The NLRB also argued that Ordinance 300 is preempted to the extent it outlaws union hiring halls, regulates dues-checkoff agreements, and prohibits coercion and discrimination related to support or nonsupport for a labor organization. Regulation of those matters falls under Sections 7 and 8 of the NLRA and is unaffected by Section 14(b), the board argued.

Lawsuit Challenges County Ordinance

Nine unions, including locals of the United Auto Workers, the International Brotherhood of Teamsters, the United Food and Commercial Workers, the International Brotherhood of Electrical Workers and the Communications Workers of America, joined in the lawsuit, which was filed shortly after Hardin County adopted its ordinance in January. The county was one of five in Kentucky to adopt similar measures.

Section 14(b) of the NLRA, 29 U.S.C. § 164(b), allows a “State or Territory” to prohibit the use of union-security clauses in collective bargaining agreements, but the unions argue that a county is neither a state nor a territory, and county measures are not sanctioned by the NLRA provision.

On the other hand, the county argues that the NLRA makes no specific reference to county laws.
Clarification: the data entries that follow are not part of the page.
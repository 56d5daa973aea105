//! File uploads for analysis.
//!
//! Binaries go through a multipart session: start, then one presigned
//! `PUT` per chunk, then complete with the ordered part ETags, then launch
//! processing. Test result files (SBOMs, scanner output) go through a
//! single presigned `PUT`.
//!
//! Every step is sequential and any failure aborts the whole upload. There
//! is no resume.

use std::path::Path;

use reqwest::header::ETAG;
use serde::{Deserialize, Serialize};
use serde_json::json;
use tokio::io::{AsyncRead, AsyncReadExt};

use crate::client::FiniteStateClient;
use crate::error::{FiniteStateError, Result};
use crate::graphql::GraphQlRequest;

const MIB: u64 = 1024 * 1024;

/// Smallest accepted chunk size (5 MiB).
pub const MIN_CHUNK_SIZE: u64 = 5 * MIB;

/// Chunk sizes must be strictly below this (2 GiB).
pub const MAX_CHUNK_SIZE: u64 = 2048 * MIB;

/// Default chunk size (1000 MiB).
pub const DEFAULT_CHUNK_SIZE: u64 = 1000 * MIB;

const START_MULTIPART: &str = r#"
mutation Start($testId: ID!) {
    startMultipartUploadV2(testId: $testId) {
        uploadId
        key
    }
}
"#;

const GENERATE_PART_URL: &str = r#"
mutation GenerateUploadPartUrl($partNumber: Int!, $uploadId: ID!, $uploadKey: String!) {
    generateUploadPartUrlV2(partNumber: $partNumber, uploadId: $uploadId, uploadKey: $uploadKey) {
        key
        uploadUrl
    }
}
"#;

const COMPLETE_MULTIPART: &str = r#"
mutation CompleteMultipartUpload($partData: [PartInput!]!, $uploadId: ID!, $uploadKey: String!) {
    completeMultipartUploadV2(partData: $partData, uploadId: $uploadId, uploadKey: $uploadKey) {
        key
    }
}
"#;

const LAUNCH_BINARY_PROCESSING: &str = r#"
mutation LaunchBinaryUploadProcessing($key: String!, $testId: ID!, $configurationOptions: [BinaryAnalysisConfigurationOption]) {
    launchBinaryUploadProcessing(key: $key, testId: $testId, configurationOptions: $configurationOptions) {
        key
    }
}
"#;

const GENERATE_SINGLE_PART_URL: &str = r#"
mutation GenerateTestResultUploadUrl($testId: ID!) {
    generateSinglePartUploadUrl(testId: $testId) {
        uploadUrl
        key
    }
}
"#;

const LAUNCH_TEST_RESULT_PROCESSING: &str = r#"
mutation CompleteTestResultUpload($key: String!, $testId: ID!) {
    launchTestResultProcessing(key: $key, testId: $testId) {
        key
    }
}
"#;

/// A validated multipart chunk size.
#[derive(Debug, Clone, Copy, PartialEq, Eq)]
pub struct ChunkSize(u64);

impl ChunkSize {
    /// Accepts sizes in `[5 MiB, 2 GiB)`.
    ///
    /// # Errors
    ///
    /// Returns [`FiniteStateError::Validation`] outside that range.
    pub fn new(bytes: u64) -> Result<Self> {
        if bytes < MIN_CHUNK_SIZE {
            return Err(FiniteStateError::validation(format!(
                "chunk size must be at least {MIN_CHUNK_SIZE} bytes"
            )));
        }
        if bytes >= MAX_CHUNK_SIZE {
            return Err(FiniteStateError::validation(format!(
                "chunk size must be less than {MAX_CHUNK_SIZE} bytes"
            )));
        }
        Ok(Self(bytes))
    }

    pub fn get(self) -> u64 {
        self.0
    }
}

impl Default for ChunkSize {
    fn default() -> Self {
        Self(DEFAULT_CHUNK_SIZE)
    }
}

/// One uploaded part, as submitted to the completion mutation.
#[derive(Debug, Clone, PartialEq, Eq, Serialize, Deserialize)]
pub struct CompletedPart {
    #[serde(rename = "ETag")]
    pub etag: String,
    #[serde(rename = "PartNumber")]
    pub part_number: u32,
}

#[derive(Debug, Deserialize)]
#[serde(rename_all = "camelCase")]
struct StartResponse {
    start_multipart_upload_v2: StartedUpload,
}

#[derive(Debug, Deserialize)]
#[serde(rename_all = "camelCase")]
struct StartedUpload {
    upload_id: String,
    key: String,
}

#[derive(Debug, Deserialize)]
#[serde(rename_all = "camelCase")]
struct PartUrlResponse {
    generate_upload_part_url_v2: UploadUrl,
}

#[derive(Debug, Deserialize)]
#[serde(rename_all = "camelCase")]
struct SinglePartUrlResponse {
    generate_single_part_upload_url: UploadUrl,
}

#[derive(Debug, Deserialize)]
#[serde(rename_all = "camelCase")]
struct UploadUrl {
    upload_url: String,
    #[serde(default)]
    key: Option<String>,
}

#[derive(Debug, Deserialize)]
struct KeyResult {
    key: String,
}

#[derive(Debug, Deserialize)]
#[serde(rename_all = "camelCase")]
struct CompleteResponse {
    complete_multipart_upload_v2: KeyResult,
}

#[derive(Debug, Deserialize)]
#[serde(rename_all = "camelCase")]
struct LaunchBinaryResponse {
    launch_binary_upload_processing: KeyResult,
}

#[derive(Debug, Deserialize)]
#[serde(rename_all = "camelCase")]
struct LaunchTestResultResponse {
    launch_test_result_processing: KeyResult,
}

/// An open multipart upload.
///
/// Parts are numbered from 1 in the order they are uploaded.
/// [`complete`](Self::complete) consumes the session.
#[derive(Debug)]
pub struct UploadSession {
    upload_id: String,
    upload_key: String,
    parts: Vec<CompletedPart>,
}

impl UploadSession {
    /// Open a multipart upload for a test.
    #[tracing::instrument(skip(client))]
    pub async fn start(client: &FiniteStateClient, test_id: &str) -> Result<Self> {
        let request = GraphQlRequest::new(START_MULTIPART, json!({"testId": test_id}));
        let response: StartResponse = client.query(&request).await?;
        let started = response.start_multipart_upload_v2;

        tracing::debug!("Started multipart upload {}", started.upload_id);
        Ok(Self {
            upload_id: started.upload_id,
            upload_key: started.key,
            parts: Vec::new(),
        })
    }

    pub fn upload_id(&self) -> &str {
        &self.upload_id
    }

    pub fn upload_key(&self) -> &str {
        &self.upload_key
    }

    /// Parts uploaded so far, in part-number order.
    pub fn parts(&self) -> &[CompletedPart] {
        &self.parts
    }

    /// Upload the next part.
    ///
    /// Requests a presigned URL for the next part number, `PUT`s the bytes
    /// there and records the returned `ETag`.
    ///
    /// # Errors
    ///
    /// Returns [`FiniteStateError::Schema`] if the `PUT` response has no
    /// `ETag` header.
    #[tracing::instrument(skip(self, client, chunk), fields(upload_id = %self.upload_id, bytes = chunk.len()))]
    pub async fn upload_part(
        &mut self,
        client: &FiniteStateClient,
        chunk: Vec<u8>,
    ) -> Result<&CompletedPart> {
        let part_number = u32::try_from(self.parts.len() + 1)
            .map_err(|_| FiniteStateError::validation("too many parts"))?;

        let request = GraphQlRequest::new(
            GENERATE_PART_URL,
            json!({
                "partNumber": part_number,
                "uploadId": self.upload_id,
                "uploadKey": self.upload_key,
            }),
        );
        let response: PartUrlResponse = client.query(&request).await?;
        let upload_url = response.generate_upload_part_url_v2.upload_url;

        let put = client.put_presigned(&upload_url, chunk).await?;
        let etag = put
            .headers()
            .get(ETAG)
            .and_then(|v| v.to_str().ok())
            .map(str::to_string)
            .ok_or_else(|| {
                FiniteStateError::schema(format!("part {part_number} upload returned no ETag"))
            })?;

        tracing::debug!("Uploaded part {} ({})", part_number, etag);
        self.parts.push(CompletedPart { etag, part_number });
        Ok(&self.parts[self.parts.len() - 1])
    }

    /// Finalize the upload and return the object key.
    #[tracing::instrument(skip(self, client), fields(upload_id = %self.upload_id, parts = self.parts.len()))]
    pub async fn complete(self, client: &FiniteStateClient) -> Result<String> {
        let request = GraphQlRequest::new(
            COMPLETE_MULTIPART,
            json!({
                "partData": self.parts,
                "uploadId": self.upload_id,
                "uploadKey": self.upload_key,
            }),
        );
        let response: CompleteResponse = client.query(&request).await?;
        Ok(response.complete_multipart_upload_v2.key)
    }
}

/// Read up to `limit` bytes, stopping early only at end of input.
///
/// An empty result means the reader is exhausted.
pub async fn read_chunk<R: AsyncRead + Unpin>(reader: &mut R, limit: u64) -> Result<Vec<u8>> {
    let mut chunk = Vec::new();
    (&mut *reader).take(limit).read_to_end(&mut chunk).await?;
    Ok(chunk)
}

/// Start server-side analysis of an uploaded binary.
pub async fn launch_binary_upload_processing(
    client: &FiniteStateClient,
    key: &str,
    test_id: &str,
    quick_scan: bool,
) -> Result<String> {
    let mut variables = json!({"key": key, "testId": test_id});
    if quick_scan {
        variables["configurationOptions"] = json!(["QUICK_SCAN"]);
    }
    let request = GraphQlRequest::new(LAUNCH_BINARY_PROCESSING, variables);
    let response: LaunchBinaryResponse = client.query(&request).await?;
    Ok(response.launch_binary_upload_processing.key)
}

/// Upload a binary for analysis in chunks and launch processing.
///
/// Returns the key reported by the processing launch.
///
/// # Errors
///
/// * [`FiniteStateError::Validation`] for an empty test ID or a chunk size
///   outside `[5 MiB, 2 GiB)`; no request is made
/// * [`FiniteStateError::Io`] if the file cannot be opened or read
/// * any error from a GraphQL call or presigned `PUT`
#[tracing::instrument(skip(client, path), fields(path = %path.as_ref().display()))]
pub async fn upload_file_for_binary_analysis(
    client: &FiniteStateClient,
    test_id: &str,
    path: impl AsRef<Path>,
    chunk_size: u64,
    quick_scan: bool,
) -> Result<String> {
    if test_id.is_empty() {
        return Err(FiniteStateError::validation("test ID is required"));
    }
    let chunk_size = ChunkSize::new(chunk_size)?;
    let mut file = tokio::fs::File::open(path.as_ref()).await?;

    let mut session = UploadSession::start(client, test_id).await?;
    loop {
        let chunk = read_chunk(&mut file, chunk_size.get()).await?;
        if chunk.is_empty() {
            break;
        }
        session.upload_part(client, chunk).await?;
    }

    let parts = session.parts().len();
    let key = session.complete(client).await?;
    tracing::info!("Uploaded {} parts for test {}", parts, test_id);

    launch_binary_upload_processing(client, &key, test_id, quick_scan).await
}

/// Upload a test results file in one part and launch processing.
///
/// Returns the key reported by the processing launch.
///
/// # Errors
///
/// * [`FiniteStateError::Validation`] for an empty test ID
/// * [`FiniteStateError::Io`] if the file cannot be read
/// * any error from a GraphQL call or the presigned `PUT`
#[tracing::instrument(skip(client, path), fields(path = %path.as_ref().display()))]
pub async fn upload_test_results_file(
    client: &FiniteStateClient,
    test_id: &str,
    path: impl AsRef<Path>,
) -> Result<String> {
    if test_id.is_empty() {
        return Err(FiniteStateError::validation("test ID is required"));
    }
    let contents = tokio::fs::read(path.as_ref()).await?;

    let request = GraphQlRequest::new(GENERATE_SINGLE_PART_URL, json!({"testId": test_id}));
    let response: SinglePartUrlResponse = client.query(&request).await?;
    let slot = response.generate_single_part_upload_url;
    let key = slot
        .key
        .ok_or_else(|| FiniteStateError::schema("generateSinglePartUploadUrl.key missing"))?;

    client.put_presigned(&slot.upload_url, contents).await?;

    let request = GraphQlRequest::new(
        LAUNCH_TEST_RESULT_PROCESSING,
        json!({"key": key, "testId": test_id}),
    );
    let response: LaunchTestResultResponse = client.query(&request).await?;
    Ok(response.launch_test_result_processing.key)
}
The authority of states under Section 14(b) to prohibit union-security agreements extends to the political subdivisions of the state, Hardin County contends.

The plaintiffs and defendants have filed motions for summary judgment and Judge David J. Hale has set May 8 for the final submission of briefs.
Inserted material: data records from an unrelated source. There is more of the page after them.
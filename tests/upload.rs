//! Multipart and single-part upload tests.

use std::io::Write;

use finitestate::{
    upload_file_for_binary_analysis, upload_test_results_file, FiniteStateClient,
    FiniteStateError, MAX_CHUNK_SIZE, MIN_CHUNK_SIZE,
};
use serde_json::{json, Map, Value};
use wiremock::matchers::{body_partial_json, body_string_contains, method, path};
use wiremock::{Mock, MockServer, ResponseTemplate};

fn client_for(server: &MockServer) -> FiniteStateClient {
    FiniteStateClient::with_api_url("token", "org", &format!("{}/graphql", server.uri())).unwrap()
}

fn data(field: &str, value: Value) -> ResponseTemplate {
    let mut data = Map::new();
    data.insert(field.to_string(), value);
    ResponseTemplate::new(200).set_body_json(json!({ "data": data }))
}

/// A temp file of `len` bytes where every byte encodes its MiB index.
fn binary_file(len: usize) -> tempfile::NamedTempFile {
    let mut file = tempfile::NamedTempFile::new().unwrap();
    let bytes: Vec<u8> = (0..len).map(|i| (i / (1024 * 1024)) as u8).collect();
    file.write_all(&bytes).unwrap();
    file.flush().unwrap();
    file
}

// =============================================================================
// Multipart binary upload
// =============================================================================

#[tokio::test]
async fn test_binary_upload_sends_ordered_parts() {
    let server = MockServer::start().await;
    let chunk = MIN_CHUNK_SIZE as usize;
    let file = binary_file(2 * chunk + 1024);

    Mock::given(method("POST"))
        .and(body_string_contains("startMultipartUploadV2"))
        .and(body_partial_json(json!({"variables": {"testId": "test-1"}})))
        .respond_with(data(
            "startMultipartUploadV2",
            json!({"uploadId": "up-1", "key": "uploads/test-1/up-1"}),
        ))
        .expect(1)
        .mount(&server)
        .await;

    for part in 1..=3u32 {
        Mock::given(method("POST"))
            .and(body_string_contains("generateUploadPartUrlV2"))
            .and(body_partial_json(json!({
                "variables": {"partNumber": part, "uploadId": "up-1", "uploadKey": "uploads/test-1/up-1"}
            })))
            .respond_with(data(
                "generateUploadPartUrlV2",
                json!({"key": "uploads/test-1/up-1", "uploadUrl": format!("{}/parts/{part}", server.uri())}),
            ))
            .expect(1)
            .mount(&server)
            .await;

        Mock::given(method("PUT"))
            .and(path(format!("/parts/{part}")))
            .respond_with(ResponseTemplate::new(200).insert_header("ETag", format!("\"etag-{part}\"")))
            .expect(1)
            .mount(&server)
            .await;
    }

    Mock::given(method("POST"))
        .and(body_string_contains("completeMultipartUploadV2"))
        .and(body_partial_json(json!({
            "variables": {"partData": [
                {"ETag": "\"etag-1\"", "PartNumber": 1},
                {"ETag": "\"etag-2\"", "PartNumber": 2},
                {"ETag": "\"etag-3\"", "PartNumber": 3}
            ]}
        })))
        .respond_with(data("completeMultipartUploadV2", json!({"key": "uploads/test-1/up-1"})))
        .expect(1)
        .mount(&server)
        .await;

    Mock::given(method("POST"))
        .and(body_string_contains("launchBinaryUploadProcessing"))
        .and(body_partial_json(json!({
            "variables": {"key": "uploads/test-1/up-1", "testId": "test-1", "configurationOptions": ["QUICK_SCAN"]}
        })))
        .respond_with(data("launchBinaryUploadProcessing", json!({"key": "uploads/test-1/up-1"})))
        .expect(1)
        .mount(&server)
        .await;

    let client = client_for(&server);
    let key = upload_file_for_binary_analysis(&client, "test-1", file.path(), MIN_CHUNK_SIZE, true)
        .await
        .unwrap();
    assert_eq!(key, "uploads/test-1/up-1");

    let puts: Vec<_> = server
        .received_requests()
        .await
        .unwrap()
        .into_iter()
        .filter(|r| r.method.as_str() == "PUT")
        .collect();
    let sizes: Vec<usize> = puts.iter().map(|r| r.body.len()).collect();
    assert_eq!(sizes, [chunk, chunk, 1024]);
    assert_eq!(puts[1].body[0], 5);
    assert_eq!(puts[2].body[0], 10);
}

#[tokio::test]
async fn test_missing_etag_aborts_upload() {
    let server = MockServer::start().await;
    let file = binary_file(1024);

    Mock::given(method("POST"))
        .and(body_string_contains("startMultipartUploadV2"))
        .respond_with(data("startMultipartUploadV2", json!({"uploadId": "up-1", "key": "k"})))
        .mount(&server)
        .await;
    Mock::given(method("POST"))
        .and(body_string_contains("generateUploadPartUrlV2"))
        .respond_with(data(
            "generateUploadPartUrlV2",
            json!({"key": "k", "uploadUrl": format!("{}/parts/1", server.uri())}),
        ))
        .mount(&server)
        .await;
    Mock::given(method("PUT"))
        .respond_with(ResponseTemplate::new(200))
        .mount(&server)
        .await;
    Mock::given(method("POST"))
        .and(body_string_contains("completeMultipartUploadV2"))
        .respond_with(data("completeMultipartUploadV2", json!({"key": "k"})))
        .expect(0)
        .mount(&server)
        .await;

    let client = client_for(&server);
    let err = upload_file_for_binary_analysis(&client, "test-1", file.path(), MIN_CHUNK_SIZE, false)
        .await
        .unwrap_err();

    assert!(matches!(err, FiniteStateError::Schema(_)));
}

#[tokio::test]
async fn test_invalid_chunk_size_makes_no_request() {
    let server = MockServer::start().await;
    let file = binary_file(16);

    Mock::given(method("POST"))
        .respond_with(ResponseTemplate::new(200))
        .expect(0)
        .mount(&server)
        .await;

    let client = client_for(&server);
    for chunk_size in [MIN_CHUNK_SIZE - 1, MAX_CHUNK_SIZE] {
        let err = upload_file_for_binary_analysis(&client, "test-1", file.path(), chunk_size, false)
            .await
            .unwrap_err();
        assert!(matches!(err, FiniteStateError::Validation(_)));
    }

    let err = upload_file_for_binary_analysis(&client, "", file.path(), MIN_CHUNK_SIZE, false)
        .await
        .unwrap_err();
    assert!(matches!(err, FiniteStateError::Validation(_)));
}

#[tokio::test]
async fn test_missing_file_is_io_error() {
    let server = MockServer::start().await;
    let dir = tempfile::tempdir().unwrap();

    Mock::given(method("POST"))
        .respond_with(ResponseTemplate::new(200))
        .expect(0)
        .mount(&server)
        .await;

    let client = client_for(&server);
    let err = upload_file_for_binary_analysis(
        &client,
        "test-1",
        dir.path().join("missing.bin"),
        MIN_CHUNK_SIZE,
        false,
    )
    .await
    .unwrap_err();

    assert!(matches!(err, FiniteStateError::Io(_)));
}

// =============================================================================
// Single-part test results upload
// =============================================================================

#[tokio::test]
async fn test_results_upload_puts_whole_file() {
    let server = MockServer::start().await;
    let mut file = tempfile::NamedTempFile::new().unwrap();
    file.write_all(br#"{"bomFormat":"CycloneDX"}"#).unwrap();

    Mock::given(method("POST"))
        .and(body_string_contains("generateSinglePartUploadUrl"))
        .and(body_partial_json(json!({"variables": {"testId": "test-2"}})))
        .respond_with(data(
            "generateSinglePartUploadUrl",
            json!({"key": "results/test-2", "uploadUrl": format!("{}/single", server.uri())}),
        ))
        .expect(1)
        .mount(&server)
        .await;

    Mock::given(method("PUT"))
        .and(path("/single"))
        .respond_with(ResponseTemplate::new(200))
        .expect(1)
        .mount(&server)
        .await;

    Mock::given(method("POST"))
        .and(body_string_contains("launchTestResultProcessing"))
        .and(body_partial_json(json!({"variables": {"key": "results/test-2", "testId": "test-2"}})))
        .respond_with(data("launchTestResultProcessing", json!({"key": "results/test-2"})))
        .expect(1)
        .mount(&server)
        .await;

    let client = client_for(&server);
    let key = upload_test_results_file(&client, "test-2", file.path()).await.unwrap();

    assert_eq!(key, "results/test-2");
    let put = server
        .received_requests()
        .await
        .unwrap()
        .into_iter()
        .find(|r| r.method.as_str() == "PUT")
        .unwrap();
    assert_eq!(put.body, br#"{"bomFormat":"CycloneDX"}"#);
}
NLRB Calls Union-Security Measure Preempted

The NLRB told the court it has a significant interest in the litigation because permitting counties and other political subdivisions to prohibit union security agreements “displaces the Board's primary authority to regulate such clauses as well as its authority to regulate unfair labor practices falling outside of the authority delegated to states under Section 14 (b).”

The NLRB brief said Section 8(a)(3) of the NLRA permits employers and unions to negotiate agreements requiring employees to maintain union membership or pay union dues. Calling Ordinance 300 an effort to regulate conduct governed by the NLRA, the board said the enactment is invalid.

Section 14(b), the NLRB said, “is recognized as a clearly-worded and limited exception to the nationwide application of the NLRA, empowering only States and Territories to prohibit union security.” The board argued that if Congress intended to apply Section 14(b) to local governments, it would have done so explicitly.

The NLRB noted that a Kentucky appellate court found a similar city ordinance on union security agreement invalid in Kentucky State AFL-CIO v. Puckett, 391 S.W.2d 360, 59 LRRM 2337 (Ky. App. 1965). 

A federal court also invalidated a New Mexico city ordinance that prohibited agreements requiring union dues or fees as conditions of employment in New Mexico Federation of Labor v. City of Clovis, 735 F. Supp. 999, 136 LRRM 2265 (D.N.M. 1990), the NLRB argued.

In both cases, the board wrote, courts expressed their concern that permitting local governments to set their own labor policies would create a multitude of different rules that Congress did not envision.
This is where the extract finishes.